··· Exercise inputs
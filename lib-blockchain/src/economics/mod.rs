//! Economic Policy Module
//!
//! Everything the chain does on its own every block: minting and
//! distributing inflation, paying out comments, processing power-downs,
//! rescheduling witnesses, running time-driven sweeps, paying proposals and
//! activating hardforks.
//!
//! # Design Principles
//!
//! - **Integer only**: all share math is fixed point with 128-bit
//!   intermediates; division truncates toward zero
//! - **Explicit remainders**: proportional splits multiply then divide and
//!   leave the remainder with a named party
//! - **Audited**: every payout emits a virtual operation
//!
//! The end-of-block order lives in `execution::block_apply`.

pub mod cashout;
pub mod curves;
pub mod hardforks;
pub mod inflation;
pub mod manabar;
pub mod proposals;
pub mod resource_dynamics;
pub mod supply;
pub mod sweeps;
pub mod vesting;
pub mod witness_schedule;

pub use curves::{evaluate_reward_curve, get_rshare_reward, CommentRewardContext, CurveId};
pub use manabar::{Manabar, ManabarParams};
pub use resource_dynamics::{rd_apply, RdDynamicsParams};
pub use witness_schedule::{get_scheduled_witness, get_slot_at_time, get_slot_time};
······
Your assignment:
Filter the entries down to the lines with the word "sweeps" in them, and copy those lines.

Answer area:
//! rescheduling witnesses, running time-driven sweeps, paying proposals and
pub mod sweeps;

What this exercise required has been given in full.